In the first period of the civil war, the LNM’s opponents would be the LF (really helpful-all these acronyms!), which stood for ‘Lebanese Front’ or ‘Lebanese Forces’, and was almost exclusively composed of Christian political factions and their militias. The largest of these was the Kataeb or, as they are usually known in English, the Phalanges Party. If the word ‘Phalangist’ sounds vaguely familiar, it should. This was the name of a Fascist movement in 1930s Europe which became the ruling ideology of Spain under the Franco dictatorship. How Phalangism became a major ideology in Lebanese politics is down to one man, Pierre Gemayel, who was impressed by the discipline of the Hitler youth on a visit to the Berlin Olympics in 1936 and founded the party shortly afterwards.

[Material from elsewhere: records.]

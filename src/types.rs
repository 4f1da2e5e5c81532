use crate::config::Config;
use crate::provider::CommsProvider;
use crate::signature::WebhookVerifier;
use crate::store::EventStore;
use crate::tasks::IntakeJob;
use crate::utils::iso8601;

use serde::{Deserialize, Serialize};
use std::fmt;
use std::sync::Arc;
use time::OffsetDateTime;
use tokio::sync::mpsc;

#[derive(Clone, Copy, PartialEq, Eq, Debug, Serialize, Deserialize)]
#[serde(rename_all = "lowercase")]
pub enum Direction {
    Inbound,
    Outbound,
}

impl Direction {
    pub fn as_str(&self) -> &'static str {
        match self {
            Direction::Inbound => "inbound",
            Direction::Outbound => "outbound",
        }
    }
}

impl fmt::Display for Direction {
    fn fmt(&self, f: &mut fmt::Formatter) -> fmt::Result {
        f.write_str(self.as_str())
    }
}

/// Lifecycle position of a call, named after the suffix of the webhook event that put it there.
#[derive(Clone, Copy, PartialEq, Eq, Debug)]
pub enum CallStatus {
    Initiated,
    Answered,
    Hangup,
    RecordingSaved,
}

impl CallStatus {
    /// Maps a `call.*` event type onto the status named by everything after the first `.`.
    pub fn from_event_type(event_type: &str) -> Option<Self> {
        match event_type.split_once('.')? {
            ("call", "initiated") => Some(CallStatus::Initiated),
            ("call", "answered") => Some(CallStatus::Answered),
            ("call", "hangup") => Some(CallStatus::Hangup),
            ("call", "recording.saved") => Some(CallStatus::RecordingSaved),
            _ => None,
        }
    }

    pub fn as_str(&self) -> &'static str {
        match self {
            CallStatus::Initiated => "initiated",
            CallStatus::Answered => "answered",
            CallStatus::Hangup => "hangup",
            CallStatus::RecordingSaved => "recording.saved",
        }
    }
}

impl fmt::Display for CallStatus {
    fn fmt(&self, f: &mut fmt::Formatter) -> fmt::Result {
        f.write_str(self.as_str())
    }
}

/// An SMS we sent or received. Never mutated once stored.
#[derive(Clone, PartialEq, Debug)]
pub struct MessageRecord {
    pub id: String,
    pub direction: Direction,
    pub from: String,
    pub to: String,
    pub text: String,
    pub timestamp: OffsetDateTime,
}

#[derive(Clone, PartialEq, Debug)]
pub struct CallRecord {
    /// Call control id assigned by Telnyx; fixed for the life of the record
    pub id: String,
    pub direction: Direction,
    pub from: String,
    pub to: String,
    pub status: CallStatus,
    pub timestamp: OffsetDateTime,
    pub updated_at: Option<OffsetDateTime>,
}

/// Wire shape of a message in `GET /api/sms-messages`.
#[derive(Serialize, Deserialize, Clone, PartialEq, Debug)]
pub struct MessageView {
    pub id: String,
    pub direction: String,
    pub from: String,
    pub to: String,
    pub text: String,
    pub timestamp: String,
}

impl From<&MessageRecord> for MessageView {
    fn from(m: &MessageRecord) -> Self {
        Self {
            id: m.id.clone(),
            direction: m.direction.to_string(),
            from: m.from.clone(),
            to: m.to.clone(),
            text: m.text.clone(),
            timestamp: iso8601(m.timestamp),
        }
    }
}

/// Wire shape of a call in `GET /api/call-logs`; `updated_at` is left out until the first update.
#[derive(Serialize, Deserialize, Clone, PartialEq, Debug)]
pub struct CallLogView {
    pub id: String,
    pub direction: String,
    pub from: String,
    pub to: String,
    pub status: String,
    pub timestamp: String,
    #[serde(default, skip_serializing_if = "Option::is_none")]
    pub updated_at: Option<String>,
}

impl From<&CallRecord> for CallLogView {
    fn from(c: &CallRecord) -> Self {
        Self {
            id: c.id.clone(),
            direction: c.direction.to_string(),
            from: c.from.clone(),
            to: c.to.clone(),
            status: c.status.to_string(),
            timestamp: iso8601(c.timestamp),
            updated_at: c.updated_at.map(iso8601),
        }
    }
}

#[derive(Deserialize, Default, Debug)]
pub struct SendSmsRequest {
    #[serde(default)]
    pub to: Option<String>,
    #[serde(default)]
    pub message: Option<String>,
}

#[derive(Serialize, Deserialize, Debug)]
#[serde(rename_all = "camelCase")]
pub struct SendSmsResponse {
    pub success: bool,
    pub message_id: String,
}

#[derive(Deserialize, Default, Debug)]
pub struct InitiateCallRequest {
    #[serde(default)]
    pub to: Option<String>,
}

#[derive(Serialize, Deserialize, Debug)]
#[serde(rename_all = "camelCase")]
pub struct InitiateCallResponse {
    pub success: bool,
    pub call_id: String,
}

pub struct AppState {
    pub config: Config,
    pub provider: Arc<dyn CommsProvider>,
    pub store: Arc<dyn EventStore>,
    /// `None` when no Telnyx public key is configured; deliveries are then accepted unchecked
    pub verifier: Option<WebhookVerifier>,
    pub intake: mpsc::Sender<IntakeJob>,
}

The Phalangists advocated a strong authoritarian state and the maintenance of the social hierarchy as it was, with the wealthy elite and the Christians maintaining their privileges. Anti-trade-unionist, anti-communist, they wouldn’t openly admit to being fascists, but then again, who does? Here is Gemayel on the left, along with his two sons, Bashir and Amine, who will also play key roles in the war:


The Phalangists stressed the separateness of the Lebanese nation from its Arab neighbours. This differentiated it from the Marada movement, which was dominated by President Frangieh, and had close ties to Syria. The Marada first attracted attention when they were led, armed, into the parliament chamber to ‘support’ the election of Frangieh. They were led on that occasion by his son Tony, who was the Sonny Corleone to Suleiman’s Vito. As will be seen, however, the Frangiehs were not alone in resembling mobsters. The Marada were mainly active in the northern city of Tripoli and the surrounding area. The Tigers were the military arm of the National Liberal Party, founded and initially financed by former president Chamoun. Like the Phalangists, it laid great stress on Lebanon’s independence,  but differed ideologically from the latter in adherence to free trade and American-style liberalism. The ‘Guardians of the Cedars’ took the separateness of Lebanon even further, claiming that the Lebanese were not Arab at all but ‘Phoenician’, descended from the trading people of classical times, and a ‘western’ rather than ‘eastern’ country.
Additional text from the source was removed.